Modern capitalism is suffering a crisis of confidence. Faced with environmental emergencies, surging indebtedness, growing inequality and unemployment, neoclassical economic theory is struggling to remain relevant.
Economists today have few answers for governments trying to deal with the pandemic shutdown or - on a much larger scale - policy makers struggling to manage the historic transformation from an industrial to a digital knowledge-based economy.
Even worse, beyond all these technical crises, a sense of unfairness and decades of growing hostility have eroded public trust in capitalism and the foundational institutions needed to support and sustain the capitalist system.
Clearly, if we are to have a capitalism that’s fit for the 21st century we need to revisit and revise neoclassicism’s underlying principles and operating theories.
Normative Economics and Accounting are emerging as viable alternative systems of capitalist thought. Normative principles are more realistic, comprehensive and more socially aligned than the market-centric principles underlying neoclassical thought.
Like traditional economics, Normative Economics begins with the premise that capitalism is founded in the private ownership of property.
However, since both the own-able ‘things of value’ and the legal institutions that provide individuals’ title to property are social in their origins, society, its changing norms, values and interests should be both the starting point and strategic goal of economic study.
Normative theory not only links capitalism to social norms, but it also starts from a different place. The ‘Copernican shift’ that Normative theory brings to capitalism is to shift the central organising principle of economics, reorienting the analytical centre from market exchange processes to the institution(s) of capital.
Market exchange processes obviously remain important, but from an analytical point of view, market forces are secondary effects, not causal forces.
Capital and its derivative assets form the productive heart of capitalism; not only are they the source of productive output (and therefore corporate earnings), the engine of growth and mechanism of change in capitalism, they are also the keys to resolving divisive issues such as the social responsibilities of business and clarifying the theories of accumulation and distribution of wealth in capitalist economies.
Normative Economics also helps resolve an apparent dilemma buried within neoclassical theory - the value question.
Although neoclassical theory accepts the essential subjectivity of value based on the utility-in-use concept, it also contradicts that idea almost immediately by suggesting that ‘in a market-exchange transaction’ that value becomes objectified, both for the asset in question but also for all other similar unsold assets.
Strict value objectivity simplifies but also limits accounting practices and has frozen financial reporting to the point where these foundational institutions lack the institutional flexibility necessary to accommodate today’s dynamic economic reality.

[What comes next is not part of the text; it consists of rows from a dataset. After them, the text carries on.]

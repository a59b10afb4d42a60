use std::io;
use std::net::IpAddr;

use async_trait::async_trait;
use thiserror::Error;
use tokio::net::lookup_host;

use probr_common::network::target::Target;

#[derive(Debug, Error)]
pub enum ResolveError {
    #[error("failed to resolve {host}: {source}")]
    Lookup {
        host: String,
        #[source]
        source: io::Error,
    },
    #[error("{0} did not resolve to any address")]
    NoAddress(String),
}

/// Turns a target into the single address that will be probed.
#[async_trait]
pub trait Resolver: Send + Sync {
    async fn resolve(&self, target: &Target) -> Result<IpAddr, ResolveError>;
}

/// Resolves through the operating system. IPv4 answers are preferred.
#[derive(Debug, Clone, Copy, Default)]
pub struct SystemResolver;

#[async_trait]
impl Resolver for SystemResolver {
    async fn resolve(&self, target: &Target) -> Result<IpAddr, ResolveError> {
        if let Some(addr) = target.addr() {
            return Ok(addr);
        }

        let addrs: Vec<IpAddr> = lookup_host((target.name(), 0))
            .await
            .map_err(|source| ResolveError::Lookup {
                host: target.name().to_string(),
                source,
            })?
            .map(|socket_addr| socket_addr.ip())
            .collect();

        addrs
            .iter()
            .find(|addr| addr.is_ipv4())
            .or_else(|| addrs.first())
            .copied()
            .ok_or_else(|| ResolveError::NoAddress(target.name().to_string()))
    }
}
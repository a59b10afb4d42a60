//! # probr core
//!
//! The probing engine and the services built on top of it.
//!
//! * [`engine`]: bounded worker pool that runs independent probes.
//! * [`scanner`]: multi-target TCP connect scans.
//! * [`discovery`]: liveness discovery over the local subnet.
//! * [`liveness`]: pluggable host liveness checks.

pub mod discovery;
pub mod engine;
pub mod error;
pub mod liveness;
pub mod network;
pub mod scanner;
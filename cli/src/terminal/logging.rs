use std::fmt;

use colored::*;
use tracing::field::{Field, Visit};
use tracing::{Event, Level, Subscriber};
use tracing_indicatif::IndicatifLayer;
use tracing_subscriber::EnvFilter;
use tracing_subscriber::fmt::format::{self, Writer};
use tracing_subscriber::fmt::{FmtContext, FormatEvent};
use tracing_subscriber::layer::SubscriberExt;
use tracing_subscriber::registry::LookupSpan;
use tracing_subscriber::util::SubscriberInitExt;

use crate::terminal::spinner;

const PRINT_TARGET: &str = "probr::print";
const SUCCESS_TARGET: &str = "probr::success";

/// Installs the global subscriber.
///
/// `RUST_LOG` wins over `quiet`. Plain output and success lines are always
/// shown because they carry the results.
pub fn init_logging(quiet: u8) {
    let level: &str = match quiet {
        0 => "info",
        1 => "warn",
        _ => "error",
    };
    let directives: String = format!("{level},{PRINT_TARGET}=info,{SUCCESS_TARGET}=info");
    let filter: EnvFilter =
        EnvFilter::try_from_default_env().unwrap_or_else(|_| EnvFilter::new(directives));

    let indicatif_layer = IndicatifLayer::new().with_progress_style(spinner::style());

    tracing_subscriber::registry()
        .with(filter)
        .with(
            tracing_subscriber::fmt::layer()
                .event_format(ProbrFormatter)
                .with_writer(indicatif_layer.get_stdout_writer()),
        )
        .with(indicatif_layer)
        .init();
}

pub struct ProbrFormatter;

impl<S, N> FormatEvent<S, N> for ProbrFormatter
where
    S: Subscriber + for<'a> LookupSpan<'a>,
    N: for<'a> format::FormatFields<'a> + 'static,
{
    fn format_event(
        &self,
        ctx: &FmtContext<'_, S, N>,
        mut writer: Writer<'_>,
        event: &Event<'_>,
    ) -> fmt::Result {
        let meta = event.metadata();

        if meta.target() == PRINT_TARGET {
            let mut raw = RawMessage::default();
            event.record(&mut raw);
            return writeln!(writer, "{}", raw.0.unwrap_or_default());
        }

        let (symbol, color_func): (&str, fn(ColoredString) -> ColoredString) =
            match *meta.level() {
                _ if meta.target() == SUCCESS_TARGET => ("[✓]", |s| s.green().bold()),
                Level::TRACE => ("[ ]", |s| s.dimmed()),
                Level::DEBUG => ("[?]", |s| s.blue()),
                Level::INFO => ("[+]", |s| s.green().bold()),
                Level::WARN => ("[*]", |s| s.yellow().bold()),
                Level::ERROR => ("[-]", |s| s.red().bold()),
            };

        write!(writer, "{} ", color_func(symbol.into()))?;

        ctx.field_format().format_fields(writer.by_ref(), event)?;

        writeln!(writer)
    }
}

#[derive(Default)]
struct RawMessage(Option<String>);

impl Visit for RawMessage {
    fn record_str(&mut self, field: &Field, value: &str) {
        if field.name() == "raw_msg" {
            self.0 = Some(value.to_string());
        }
    }

    fn record_debug(&mut self, field: &Field, value: &dyn fmt::Debug) {
        if field.name() == "raw_msg" && self.0.is_none() {
            self.0 = Some(format!("{value:?}"));
        }
    }
}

In addition, economics’ over-focus on markets has created a situation where complex issues, such as what capital is in the modern economy, or how it evolves over time, or how a capitalist system ought to deal with carbon pollution or growing inequality are consigned to an analytical ‘twilight zone’ called ‘externalities’, meaning that - technically - they’re outside the scope of in-depth economic analysis.
But perhaps the biggest theoretical error buried in neoclassical economics is the extra-ordinary naiveté of the ‘free market’. No matter how complex economists’ econometric models may be, they are rooted in the following idealised abstractions of reality.”
Normative Economics helps resolve these inappropriate assumptions by accepting that market institutions- like all human institutions - are not perfect. The Normative approach to market efficiency is to strengthen individual self-regulation by utilizing the vast power of accounting to align private commercial interests with the public good.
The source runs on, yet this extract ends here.